On the other hand, in the case of access to justice (Fig. 5), the notably steep trajectory of Irish case-law reflects the relatively open-textured nature of the environmental costs rules in Ireland, whereby the standard rule of “costs follow the event” (loser pays) was displaced in 2010–2011 in favour of a rule that requires each side to bear its own costs in environmental litigation, but conferring discretion upon judges to award environmental applicants their costs (so-called “one-way costs shifting”). That discretion, combined with the robust CJEU case-law on the obligation to interpret national environmental law to the fullest extent possible, led to a striking increase in the strength of Irish nature governance case-law from 2010 to 2015. Our results suggest, therefore, that the determinative factor in the trajectory and strength of case-law in the nature governance field is not, as one might expect, whether the legal system in question has a common law or civil law tradition. Rather, the extent to which the wording of the national legislation is open-textured and leaves room for judicial interpretation—or, conversely, densely codified—makes a far greater difference.

5 Conclusion

Improving enforcement of the EU’s nature laws is at the heart of the EU’s 2030 Biodiversity Strategy, and is acknowledged by the European Commission as essential in dealing with Europe’s biodiversity crisis (European Commission, 2020a). The Aarhus Convention, and its empowering of private governance by enabling civil society enforcement through law, has been a cornerstone of Europe’s environmental enforcement strategy for the past generation.
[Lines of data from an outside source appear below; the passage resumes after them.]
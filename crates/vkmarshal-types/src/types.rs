use std::collections::BTreeMap;

use bitflags::bitflags;
use serde::{Deserialize, Serialize};

use crate::decl;
use crate::error::TypeError;
use crate::handle;

/// Role a member or parameter plays in describing a device-memory range.
///
/// The transform layer hands the five roles to the resource tracker in the
/// order of [`DeviceMemoryRole::CANONICAL`].
#[derive(Debug, Clone, Copy, PartialEq, Eq, PartialOrd, Ord, Hash, Serialize, Deserialize)]
#[serde(rename_all = "snake_case")]
pub enum DeviceMemoryRole {
    Handle,
    Offset,
    Size,
    TypeIndex,
    TypeBits,
}

impl DeviceMemoryRole {
    pub const CANONICAL: [DeviceMemoryRole; 5] = [
        DeviceMemoryRole::Handle,
        DeviceMemoryRole::Offset,
        DeviceMemoryRole::Size,
        DeviceMemoryRole::TypeIndex,
        DeviceMemoryRole::TypeBits,
    ];

    pub fn flag(self) -> MemoryRoles {
        match self {
            DeviceMemoryRole::Handle => MemoryRoles::HANDLE,
            DeviceMemoryRole::Offset => MemoryRoles::OFFSET,
            DeviceMemoryRole::Size => MemoryRoles::SIZE,
            DeviceMemoryRole::TypeIndex => MemoryRoles::TYPE_INDEX,
            DeviceMemoryRole::TypeBits => MemoryRoles::TYPE_BITS,
        }
    }

    /// Element type used when a role is absent and a dummy pointer is passed.
    pub fn c_type(self) -> &'static str {
        match self {
            DeviceMemoryRole::Handle => "VkDeviceMemory",
            DeviceMemoryRole::Offset | DeviceMemoryRole::Size => "VkDeviceSize",
            DeviceMemoryRole::TypeIndex | DeviceMemoryRole::TypeBits => "uint32_t",
        }
    }
}

bitflags! {
    /// Set of device-memory roles present on a struct or command.
    #[derive(Debug, Clone, Copy, PartialEq, Eq, Hash, Default)]
    pub struct MemoryRoles: u8 {
        const HANDLE = 1 << 0;
        const OFFSET = 1 << 1;
        const SIZE = 1 << 2;
        const TYPE_INDEX = 1 << 3;
        const TYPE_BITS = 1 << 4;
    }
}

/// Marshal a member only when a sibling field holds one of `values`.
///
/// The sibling must be declared before the filtered member so the reader
/// has already seen it.
#[derive(Debug, Clone, PartialEq, Eq, Serialize, Deserialize)]
pub struct MemberFilter {
    pub field: String,
    pub values: Vec<u64>,
}

/// Stream feature bit that gates a member on both sides of the wire.
#[derive(Debug, Clone, PartialEq, Eq, Serialize, Deserialize)]
pub struct StreamFeature {
    pub name: String,
    /// Mask value of the feature, not a bit index.
    pub bit: u32,
}

#[derive(Debug, Clone, Default, PartialEq, Eq, Serialize, Deserialize)]
pub struct Annotations {
    #[serde(default, skip_serializing_if = "Option::is_none")]
    pub device_memory_role: Option<DeviceMemoryRole>,
    #[serde(default, skip_serializing_if = "Option::is_none")]
    pub filter: Option<MemberFilter>,
    #[serde(default, skip_serializing_if = "Option::is_none")]
    pub stream_feature: Option<StreamFeature>,
    /// Extra name bindings consulted by length resolution.
    #[serde(default, skip_serializing_if = "BTreeMap::is_empty")]
    pub bindings: BTreeMap<String, String>,
}

impl Annotations {
    pub fn is_empty(&self) -> bool {
        *self == Annotations::default()
    }
}

/// One occurrence of a type: a struct member or a command parameter.
#[derive(Debug, Clone, PartialEq, Eq, Serialize, Deserialize)]
pub struct VulkanType {
    pub type_name: String,
    pub param_name: String,
    #[serde(default)]
    pub is_const: bool,
    #[serde(default)]
    pub pointer_indirection_levels: u8,
    #[serde(default)]
    pub is_pointer_to_const_pointer: bool,
    #[serde(default, skip_serializing_if = "Option::is_none")]
    pub static_arr_expr: Option<String>,
    #[serde(default, skip_serializing_if = "Option::is_none")]
    pub len_expr: Option<String>,
    #[serde(default)]
    pub is_optional: bool,
    #[serde(default, skip_serializing_if = "Annotations::is_empty")]
    pub annotations: Annotations,
}

impl VulkanType {
    pub fn new(type_name: impl Into<String>, param_name: impl Into<String>) -> Self {
        let param_name = param_name.into();
        Self {
            type_name: type_name.into(),
            is_optional: param_name == "pNext",
            param_name,
            is_const: false,
            pointer_indirection_levels: 0,
            is_pointer_to_const_pointer: false,
            static_arr_expr: None,
            len_expr: None,
            annotations: Annotations::default(),
        }
    }

    /// Parse a C declaration such as `const char* const* ppEnabledLayerNames`.
    pub fn from_decl(text: &str) -> Result<Self, TypeError> {
        decl::parse(text)
    }

    pub fn with_len(mut self, len: impl Into<String>) -> Self {
        self.len_expr = Some(len.into());
        self
    }

    pub fn optional(mut self) -> Self {
        self.is_optional = true;
        self
    }

    pub fn with_role(mut self, role: DeviceMemoryRole) -> Self {
        self.annotations.device_memory_role = Some(role);
        self
    }

    pub fn with_filter(mut self, field: impl Into<String>, values: &[u64]) -> Self {
        self.annotations.filter = Some(MemberFilter {
            field: field.into(),
            values: values.to_vec(),
        });
        self
    }

    pub fn with_stream_feature(mut self, name: impl Into<String>, bit: u32) -> Self {
        self.annotations.stream_feature = Some(StreamFeature {
            name: name.into(),
            bit,
        });
        self
    }

    pub fn with_param_name(&self, name: impl Into<String>) -> Self {
        let mut copy = self.clone();
        copy.param_name = name.into();
        copy
    }

    pub fn is_next_pointer(&self) -> bool {
        self.param_name == "pNext"
    }

    pub fn is_handle_type(&self) -> bool {
        handle::is_handle_type(&self.type_name)
    }

    pub fn is_dispatchable_handle(&self) -> bool {
        handle::is_dispatchable(&self.type_name)
    }

    pub fn is_pointer(&self) -> bool {
        self.pointer_indirection_levels > 0
    }

    pub fn is_static_array(&self) -> bool {
        self.static_arr_expr.is_some()
    }

    pub fn is_void(&self) -> bool {
        self.type_name == "void"
    }

    /// `null-terminated` length component, or a bare `char*` with no length.
    pub fn is_null_terminated(&self) -> bool {
        match &self.len_expr {
            None => true,
            Some(len) => len.split(',').any(|c| c.trim() == "null-terminated"),
        }
    }

    pub fn is_string(&self) -> bool {
        self.type_name == "char"
            && self.pointer_indirection_levels == 1
            && !self.is_static_array()
            && self.is_null_terminated()
    }

    pub fn is_string_array(&self) -> bool {
        self.type_name == "char"
            && self.pointer_indirection_levels == 2
            && self.is_pointer_to_const_pointer
    }

    /// A non-const pointer the callee writes through.
    pub fn is_output(&self) -> bool {
        self.is_pointer() && !self.is_const
    }

    pub fn is_allocation_callbacks(&self) -> bool {
        self.type_name == "VkAllocationCallbacks"
    }

    /// First length component that names an element count.
    pub fn count_expr(&self) -> Option<&str> {
        let len = self.len_expr.as_deref()?;
        len.split(',')
            .map(str::trim)
            .find(|c| !c.is_empty() && *c != "null-terminated" && *c != "1")
    }

    pub fn memory_role(&self) -> Option<DeviceMemoryRole> {
        self.annotations.device_memory_role
    }
}

/// A struct or union definition.
#[derive(Debug, Clone, PartialEq, Eq, Serialize, Deserialize)]
pub struct VulkanCompoundType {
    pub name: String,
    pub members: Vec<VulkanType>,
    #[serde(default)]
    pub is_union: bool,
    /// `VK_STRUCTURE_TYPE_*` literal for structs that carry `sType`.
    #[serde(default, skip_serializing_if = "Option::is_none")]
    pub structure_type: Option<String>,
    #[serde(default, skip_serializing_if = "Vec::is_empty")]
    pub struct_extends: Vec<String>,
    #[serde(default, skip_serializing_if = "Option::is_none")]
    pub feature: Option<String>,
    #[serde(default, skip_serializing_if = "BTreeMap::is_empty")]
    pub environment: BTreeMap<String, String>,
}

impl VulkanCompoundType {
    pub fn new(name: impl Into<String>, members: Vec<VulkanType>) -> Self {
        Self {
            name: name.into(),
            members,
            is_union: false,
            structure_type: None,
            struct_extends: Vec::new(),
            feature: None,
            environment: BTreeMap::new(),
        }
    }

    pub fn member(&self, name: &str) -> Option<&VulkanType> {
        self.members.iter().find(|m| m.param_name == name)
    }

    /// Members that go over the wire. Unions only carry their first member.
    pub fn marshaled_members(&self) -> &[VulkanType] {
        if self.is_union {
            &self.members[..self.members.len().min(1)]
        } else {
            &self.members
        }
    }

    pub fn is_extendable(&self) -> bool {
        !self.struct_extends.is_empty()
    }

    pub fn has_structure_type(&self) -> bool {
        self.member("sType").is_some()
    }

    pub fn memory_roles(&self) -> MemoryRoles {
        roles_of(&self.members)
    }

    /// Member name per device-memory role.
    pub fn role_members(&self) -> BTreeMap<DeviceMemoryRole, &VulkanType> {
        self.members
            .iter()
            .filter_map(|m| m.memory_role().map(|r| (r, m)))
            .collect()
    }
}

/// A command definition.
#[derive(Debug, Clone, PartialEq, Eq, Serialize, Deserialize)]
pub struct VulkanApi {
    pub name: String,
    pub return_type: String,
    pub parameters: Vec<VulkanType>,
    /// Set on commands whose arguments pass through the transform layer.
    #[serde(default)]
    pub transformed: bool,
}

impl VulkanApi {
    pub fn new(name: impl Into<String>, return_type: impl Into<String>, parameters: Vec<VulkanType>) -> Self {
        Self {
            name: name.into(),
            return_type: return_type.into(),
            parameters,
            transformed: false,
        }
    }

    pub fn has_return(&self) -> bool {
        self.return_type != "void"
    }

    /// Return value as a type occurrence named `<api>_<type>_return`.
    pub fn return_value(&self) -> VulkanType {
        VulkanType::new(
            self.return_type.clone(),
            format!("{}_{}_return", self.name, self.return_type),
        )
    }

    pub fn parameter(&self, name: &str) -> Option<&VulkanType> {
        self.parameters.iter().find(|p| p.param_name == name)
    }

    pub fn memory_roles(&self) -> MemoryRoles {
        roles_of(&self.parameters)
    }

    /// Parameter index per device-memory role.
    pub fn role_params(&self) -> BTreeMap<DeviceMemoryRole, usize> {
        self.parameters
            .iter()
            .enumerate()
            .filter_map(|(i, p)| p.memory_role().map(|r| (r, i)))
            .collect()
    }

    pub fn dispatch_param(&self) -> Option<&VulkanType> {
        self.parameters.first().filter(|p| p.is_dispatchable_handle())
    }
}

fn roles_of(types: &[VulkanType]) -> MemoryRoles {
    types
        .iter()
        .filter_map(VulkanType::memory_role)
        .fold(MemoryRoles::empty(), |acc, r| acc | r.flag())
}
//! Element-count resolution for pointer members and parameters.
//!
//! The generator renders a [`LengthExpr`] into C and the wire runtime
//! evaluates the same expression against live values, so both sides agree
//! on how many elements follow on the wire.

use tracing::warn;

use crate::registry::TypeRegistry;
use crate::types::{VulkanApi, VulkanCompoundType, VulkanType};

#[derive(Debug, Clone, PartialEq, Eq)]
pub enum LengthExpr {
    /// No length information: a single pointee.
    One,
    Literal(u64),
    /// A sibling member or parameter.
    Field(String),
    /// `owner->field` or `owner::field`.
    CrossRef { owner: String, field: String },
    /// `VkShaderModuleCreateInfo::pCode`: `codeSize / 4`.
    CodeWords { code_size: String },
    /// `VkPipelineMultisampleStateCreateInfo::pSampleMask`.
    SampleMaskWords { samples: String },
    /// `factor * CONSTANT`.
    Scaled { factor: u64, constant: String },
    /// Names nothing known in scope; passed through verbatim.
    Unresolved(String),
}

/// Where sibling names in a length expression are looked up.
#[derive(Debug, Clone, Copy)]
pub enum LengthScope<'a> {
    Struct(&'a VulkanCompoundType),
    Api(&'a VulkanApi),
}

impl<'a> LengthScope<'a> {
    fn name(&self) -> &'a str {
        match *self {
            LengthScope::Struct(c) => &c.name,
            LengthScope::Api(a) => &a.name,
        }
    }

    fn has_field(&self, name: &str) -> bool {
        match self {
            LengthScope::Struct(c) => c.member(name).is_some(),
            LengthScope::Api(a) => a.parameter(name).is_some(),
        }
    }

    fn binding(&self, ty: &VulkanType, name: &str) -> Option<String> {
        if let Some(b) = ty.annotations.bindings.get(name) {
            return Some(b.clone());
        }
        match *self {
            LengthScope::Struct(c) => c.environment.get(name).cloned(),
            LengthScope::Api(_) => None,
        }
    }
}

fn special_case(scope: &str, member: &str) -> Option<LengthExpr> {
    match (scope, member) {
        ("VkShaderModuleCreateInfo", "pCode") => Some(LengthExpr::CodeWords {
            code_size: "codeSize".into(),
        }),
        ("VkPipelineMultisampleStateCreateInfo", "pSampleMask") => {
            Some(LengthExpr::SampleMaskWords {
                samples: "rasterizationSamples".into(),
            })
        }
        ("VkAccelerationStructureVersionInfoKHR", "pVersionData") => Some(LengthExpr::Scaled {
            factor: 2,
            constant: "VK_UUID_SIZE".into(),
        }),
        _ => None,
    }
}

impl LengthExpr {
    pub fn resolve(ty: &VulkanType, scope: LengthScope<'_>) -> LengthExpr {
        if let Some(special) = special_case(scope.name(), &ty.param_name) {
            return special;
        }
        match ty.count_expr() {
            None => LengthExpr::One,
            Some(expr) => Self::resolve_name(ty, expr, scope, 0),
        }
    }

    fn resolve_name(ty: &VulkanType, expr: &str, scope: LengthScope<'_>, depth: u8) -> LengthExpr {
        if let Ok(n) = expr.parse::<u64>() {
            return LengthExpr::Literal(n);
        }
        if let Some((owner, field)) = expr.split_once("->").or_else(|| expr.split_once("::")) {
            let (owner, field) = (owner.trim(), field.trim());
            if scope.has_field(owner) {
                return LengthExpr::CrossRef {
                    owner: owner.to_string(),
                    field: field.to_string(),
                };
            }
        }
        if scope.has_field(expr) {
            return LengthExpr::Field(expr.to_string());
        }
        if depth == 0 {
            if let Some(bound) = scope.binding(ty, expr) {
                return Self::resolve_name(ty, &bound, scope, depth + 1);
            }
        }
        warn!(
            scope = scope.name(),
            member = %ty.param_name,
            expr,
            "length expression names no known field"
        );
        LengthExpr::Unresolved(expr.to_string())
    }

    pub fn is_resolved(&self) -> bool {
        !matches!(self, LengthExpr::Unresolved(_))
    }

    /// Render as a C expression; `access` maps a sibling name to the
    /// expression that reads its value.
    pub fn render(&self, access: &mut dyn FnMut(&str) -> String) -> String {
        match self {
            LengthExpr::One => "1".to_string(),
            LengthExpr::Literal(n) => n.to_string(),
            LengthExpr::Field(name) => access(name),
            LengthExpr::CrossRef { owner, field } => format!("{}->{}", access(owner), field),
            LengthExpr::CodeWords { code_size } => format!("({} / 4)", access(code_size)),
            LengthExpr::SampleMaskWords { samples } => {
                format!("(({} + 31) / 32)", access(samples))
            }
            LengthExpr::Scaled { factor, constant } => format!("({factor} * {constant})"),
            LengthExpr::Unresolved(raw) => raw.clone(),
        }
    }

    /// Evaluate against live values. `lookup(name, None)` reads a sibling,
    /// `lookup(owner, Some(field))` reads through a cross reference.
    pub fn evaluate(
        &self,
        registry: &TypeRegistry,
        lookup: &mut dyn FnMut(&str, Option<&str>) -> Option<u64>,
    ) -> Option<u64> {
        match self {
            LengthExpr::One => Some(1),
            LengthExpr::Literal(n) => Some(*n),
            LengthExpr::Field(name) => lookup(name, None),
            LengthExpr::CrossRef { owner, field } => lookup(owner, Some(field)),
            LengthExpr::CodeWords { code_size } => lookup(code_size, None).map(|n| n / 4),
            LengthExpr::SampleMaskWords { samples } => {
                lookup(samples, None).map(|n| (n + 31) / 32)
            }
            LengthExpr::Scaled { factor, constant } => {
                registry.eval_constant(constant).map(|c| factor * c)
            }
            LengthExpr::Unresolved(raw) => registry.eval_constant(raw),
        }
    }
}

#[cfg(test)]
mod tests {
    use super::*;

    fn shader_module() -> VulkanCompoundType {
        VulkanCompoundType::new(
            "VkShaderModuleCreateInfo",
            vec![
                VulkanType::new("size_t", "codeSize"),
                VulkanType::from_decl("const uint32_t* pCode")
                    .unwrap()
                    .with_len("codeSize / 4"),
            ],
        )
    }

    #[test]
    fn shader_code_words() {
        let c = shader_module();
        let len = LengthExpr::resolve(&c.members[1], LengthScope::Struct(&c));
        assert_eq!(len, LengthExpr::CodeWords { code_size: "codeSize".into() });
        let rendered = len.render(&mut |n| format!("forMarshaling->{n}"));
        assert_eq!(rendered, "(forMarshaling->codeSize / 4)");
        let reg = TypeRegistry::new();
        assert_eq!(len.evaluate(&reg, &mut |_, _| Some(16)), Some(4));
    }

    #[test]
    fn sample_mask_rounds_up() {
        let len = LengthExpr::SampleMaskWords { samples: "rasterizationSamples".into() };
        let reg = TypeRegistry::new();
        assert_eq!(len.evaluate(&reg, &mut |_, _| Some(1)), Some(1));
        assert_eq!(len.evaluate(&reg, &mut |_, _| Some(64)), Some(2));
    }

    #[test]
    fn cross_reference_in_api_scope() {
        let api = VulkanApi::new(
            "vkAllocateDescriptorSets",
            "VkResult",
            vec![
                VulkanType::new("VkDevice", "device"),
                VulkanType::from_decl("const VkDescriptorSetAllocateInfo* pAllocateInfo").unwrap(),
                VulkanType::from_decl("VkDescriptorSet* pDescriptorSets")
                    .unwrap()
                    .with_len("pAllocateInfo->descriptorSetCount"),
            ],
        );
        let len = LengthExpr::resolve(&api.parameters[2], LengthScope::Api(&api));
        assert_eq!(
            len,
            LengthExpr::CrossRef {
                owner: "pAllocateInfo".into(),
                field: "descriptorSetCount".into()
            }
        );
        assert_eq!(len.render(&mut |n| n.to_string()), "pAllocateInfo->descriptorSetCount");
    }

    #[test]
    fn missing_field_is_unresolved() {
        let c = VulkanCompoundType::new(
            "VkBroken",
            vec![VulkanType::from_decl("const uint32_t* pData")
                .unwrap()
                .with_len("dataWords")],
        );
        let len = LengthExpr::resolve(&c.members[0], LengthScope::Struct(&c));
        assert_eq!(len, LengthExpr::Unresolved("dataWords".into()));
        assert!(!len.is_resolved());
    }

    #[test]
    fn environment_binding_redirects() {
        let mut c = VulkanCompoundType::new(
            "VkBound",
            vec![
                VulkanType::new("uint32_t", "count"),
                VulkanType::from_decl("const uint32_t* pData")
                    .unwrap()
                    .with_len("elements"),
            ],
        );
        c.environment.insert("elements".into(), "count".into());
        let len = LengthExpr::resolve(&c.members[1], LengthScope::Struct(&c));
        assert_eq!(len, LengthExpr::Field("count".into()));
    }
}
This article represents the first attempt to quantitatively assess this transformation in European environmental governance, applying leximetrics theory to code over 6,100 laws from five jurisdictions, in a five-year process involving a team of over 50 coders. We also seek to develop quantitative comparative legal research, by coding not only legislation but also case-law and soft law, and by developing a more accurate method for quantitative longitudinal comparison of changes in legal norms in a multilevel governance system, through the inter-jurisdictional normalisation technique outlined above.

Our findings provide strong empirical confirmation of the democratic turn in European environmental governance. Our results reveal that, contrary to what might be assumed, Europe’s private governance revolution has not been at the expense of traditional governance techniques, such as strengthening of criminal sanctions and civil/administrative fines. Rather, private governance has evolved alongside traditional mechanisms, especially at the national level. Digging deeper into the Aarhus mechanisms, our findings show striking differences between States’ approach to nature governance and the impact of EU law in this field, ranging from first-mover (the Netherlands), reactive (Ireland), or something in between (France). Ultimately, however, they strongly confirm that, even when Member States are themselves independently bound by the Convention as a matter of international law, important divergences between national governance laws will remain, absent express harmonisation in EU law. Nor does the CJEU’s forceful case-law imposing a strong interpretative obligation fill this gap, although it makes the most difference to national judges where national governance norms are open-textured.

We do not, of course, claim that NGI replaces or obviates the need for traditional legal scholarship analysing these legal developments using doctrinal methodology. It is a complement to these doctrinal approaches. By developing the NGI, our goal is to create a new tool enabling a more objective and rigorous analysis of comparative trends in nature governance laws in Europe over the past 23 years, and the relationships between different levels of Europe’s multilevel governance. We also seek to lay the foundation for future quantitative research and, in a forthcoming partner article, we use the NGI to test the impacts of this private governance revolution in practice, by regressing the index against indicators of these laws’ practical effects, and levels of economic growth. It is our hope that, by publishing the NGI and attendant datasets, this inspires further empirical research in this vital area.